Le fax ou télécopie était plus élaboré : la reproduction intégrale de documents était, après photographie, transmise sur les lignes téléphoniques sous la forme de flots de données. La télécopie convenait à merveille aux graphiques et aux photos ; le télécopieur était en gros un photocopieur avec un téléphone. C’était super à manipuler.
La Loge accueillait également un important trafic téléphonique traditionnel : la voix sans l’image, en direct ou enregistrée. Mais aussi la voix et l’image : le visiophone. Rizome préférait les transmissions préenregistrées à sens unique, jugées plus efficaces. Il y avait moins de risque de brouillage coûteux des données avec un appel préenregistré. Et la vidéo enregistrée pouvait être sous-titrée dans toutes les langues principales de Rizome, avantage essentiel pour une multinationale.
La Loge était en outre équipée pour la téléconférence : l’interconnexion de multiples appels téléphoniques. La téléconférence était la frontière coûteuse où le téléphone chevauchait la télévision. Diriger une téléconférence était un art qui valait d’être connu, en particulier dans le domaine des relations publiques. C’était à mi-chemin entre présider une réunion et mener une émission d’informations télévisées, et Laura avait pratiqué la chose bien des fois.
D’année en année, depuis sa naissance, songea Laura, le Réseau avait étendu son maillage, de plus en plus homogène et serré. Grâce aux ordinateurs. Les ordinateurs réunissaient les autres machines, les faisaient fusionner. Télévision-téléphone-télex. Magnétophone-vidéocassette-disque laser. Pylône hertzien relié à la parabole reliée au satellite. Ligne téléphonique, télévision par câble, fibres optiques crachant paroles et images en torrents de pure lumière. L’ensemble tissait un réseau qui recouvrait le monde, système nerveux global, pieuvre de données. On avait beaucoup glosé là-dessus. Il était facile de rendre la chose suprêmement incroyable.
Elle y avait vu plus clair en participant à son élaboration. Et pour l’heure, il lui semblait infiniment plus remarquable que Loretta se tienne bien plus droite sur ses genoux. « Hou ! regardez-moi cette petite Loretta ! Comme on tient bien droit sa tête ! Regardez-moi ce petit ange… Zip-la, youp la-la… »

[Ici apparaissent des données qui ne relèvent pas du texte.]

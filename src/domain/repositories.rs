use crate::domain::account::VirtualAccount;
use crate::domain::order::Order;
use crate::domain::position::Position;
use crate::domain::trade::Trade;
use anyhow::Result;
use async_trait::async_trait;
use chrono::{DateTime, Utc};
use rust_decimal::Decimal;

/// Transactional store behind every state change that matters for the
/// engine's invariants. Mutations that span entities (fill application,
/// position close) happen inside one transaction so a crash between steps
/// leaves the system valid. In-memory caches are write-through: callers
/// commit here first, then update their caches.
#[async_trait]
pub trait TradeStore: Send + Sync {
    // --- virtual accounts ---
    async fn load_accounts(&self) -> Result<Vec<VirtualAccount>>;
    async fn save_account(&self, account: &VirtualAccount) -> Result<()>;

    // --- orders ---
    async fn insert_order(&self, order: &Order) -> Result<()>;
    async fn update_order(&self, order: &Order) -> Result<()>;
    async fn get_order(&self, order_id: &str) -> Result<Option<Order>>;
    async fn open_orders(&self) -> Result<Vec<Order>>;
    /// Non-terminal orders whose last update is older than `cutoff`.
    async fn stale_orders(&self, cutoff: DateTime<Utc>) -> Result<Vec<Order>>;
    /// Live (non-terminal) stop-loss order protecting `(va_id, symbol)`.
    async fn live_stop_for_position(&self, va_id: &str, symbol: &str) -> Result<Option<Order>>;

    // --- positions ---
    async fn open_positions(&self) -> Result<Vec<Position>>;
    async fn get_position(&self, va_id: &str, symbol: &str) -> Result<Option<Position>>;
    /// VA currently owning `symbol`, if any. Backed by the unique index
    /// that enforces one owner per symbol.
    async fn symbol_owner(&self, symbol: &str) -> Result<Option<String>>;
    async fn update_position_price(&self, va_id: &str, symbol: &str, price: Decimal) -> Result<()>;

    // --- transactional multi-entity mutations ---
    /// Entry fill: order row and position upsert commit together.
    async fn apply_entry_fill(&self, order: &Order, position: &Position) -> Result<()>;
    /// Exit fill leaving the position open: order row and reduced position
    /// commit together.
    async fn apply_exit_fill(&self, order: &Order, position: &Position) -> Result<()>;
    /// Final exit fill: order row, position delete, trade append, and the
    /// settled account commit together.
    async fn close_position(
        &self,
        order: &Order,
        trade: &Trade,
        account: &VirtualAccount,
    ) -> Result<()>;

    // --- trades ---
    async fn trades_for_account(&self, va_id: &str) -> Result<Vec<Trade>>;

    // --- incidents ---
    async fn record_incident(&self, kind: &str, detail: &str, ts: DateTime<Utc>) -> Result<()>;
    async fn incident_count(&self) -> Result<u64>;

    /// Release underlying resources. Called last on shutdown.
    async fn close(&self);
}
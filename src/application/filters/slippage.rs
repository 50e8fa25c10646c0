use crate::application::filters::{AdmissionGate, GateContext};
use crate::domain::admission::{Admission, RejectReason};
use rust_decimal::Decimal;
use rust_decimal::prelude::ToPrimitive;

/// Rejects signals whose expected price has drifted too far from the
/// snapshot's last trade. Signals without an expected price skip the
/// check; the simulated signal path does not always populate it.
pub struct SlippageGate {
    max_slippage_bps: f64,
}

impl SlippageGate {
    pub fn new(max_slippage_bps: f64) -> Self {
        Self { max_slippage_bps }
    }
}

impl AdmissionGate for SlippageGate {
    fn name(&self) -> &'static str {
        "SlippageGate"
    }

    fn evaluate(&self, ctx: &GateContext<'_>) -> Admission {
        let Some(expected) = ctx.signal.expected_price else {
            return Admission::Accept;
        };
        let reference = ctx.signal.snapshot.last;
        if reference <= Decimal::ZERO {
            return Admission::Reject(RejectReason::InvalidMarket);
        }

        let slippage_bps = ((expected - reference).abs() / reference * Decimal::from(10_000))
            .to_f64()
            .unwrap_or(f64::MAX);

        if slippage_bps > self.max_slippage_bps {
            Admission::Reject(RejectReason::SlippageTooHigh {
                slippage_bps,
                limit_bps: self.max_slippage_bps,
            })
        } else {
            Admission::Accept
        }
    }
}

#[cfg(test)]
mod tests {
    use super::*;
    use crate::application::filters::test_support::signal;
    use chrono::Utc;
    use rust_decimal_macros::dec;

    #[test]
    fn test_skipped_without_expected_price() {
        let gate = SlippageGate::new(5.0);
        let now = Utc::now();
        let sig = signal(now);
        assert!(sig.expected_price.is_none());
        assert!(gate.evaluate(&GateContext { signal: &sig, now }).is_accepted());
    }

    #[test]
    fn test_drift_beyond_limit_rejected() {
        let gate = SlippageGate::new(5.0);
        let now = Utc::now();
        let mut sig = signal(now);
        // last = 100.01; expected 100.11 is ~10 bps away.
        sig.expected_price = Some(dec!(100.11));

        match gate.evaluate(&GateContext { signal: &sig, now }) {
            Admission::Reject(RejectReason::SlippageTooHigh { slippage_bps, .. }) => {
                assert!(slippage_bps > 5.0);
            }
            other => panic!("expected SlippageTooHigh, got {other:?}"),
        }
    }

    #[test]
    fn test_small_drift_accepted() {
        let gate = SlippageGate::new(5.0);
        let now = Utc::now();
        let mut sig = signal(now);
        sig.expected_price = Some(dec!(100.02));

        assert!(gate.evaluate(&GateContext { signal: &sig, now }).is_accepted());
    }
}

Le Réseau était fort analogue à la télévision, autre prodige d’une époque plus ancienne. Le Réseau était un vaste miroir. Il reflétait ce qu’on lui montrait. La banalité humaine pour l’essentiel.
D’une main, Laura zooma sur son courrier publicitaire électronique. Catalogues de téléachat, campagnes d’élections municipales, souscriptions aux bonnes œuvres, assurances médicales.
Laura effaça les messages inutiles et passa aux choses sérieuses. Un message l’attendait, émanant d’Emily Donato.
Emily était la principale source d’informations de Laura pour ses actions en sous-main au comité central de Rizome. Emily Donato en était membre depuis la première heure.
L’alliance de Laura et d’Emily datait de douze ans. Elles avaient fait connaissance à l’université, en cours d’affaires internationales. Leurs origines communes facilitaient le contact. Laura, « diplomioche », avait vécu au Japon, dans les milieux diplomatiques. Pour Emily, l’enfance était synonyme de gros projets industriels au Koweït et à Abu Dhabi. Elles avaient partagé la même chambre au collège universitaire.
Après le diplôme, elles avaient examiné les offres d’emploi et opté l’une et l’autre pour le groupe industriel Rizome. Rizome offrait une image de modernité, d’ouverture, il avait des idées. Le groupe était assez gros pour avoir du poids mais restait assez souple pour réagir vite.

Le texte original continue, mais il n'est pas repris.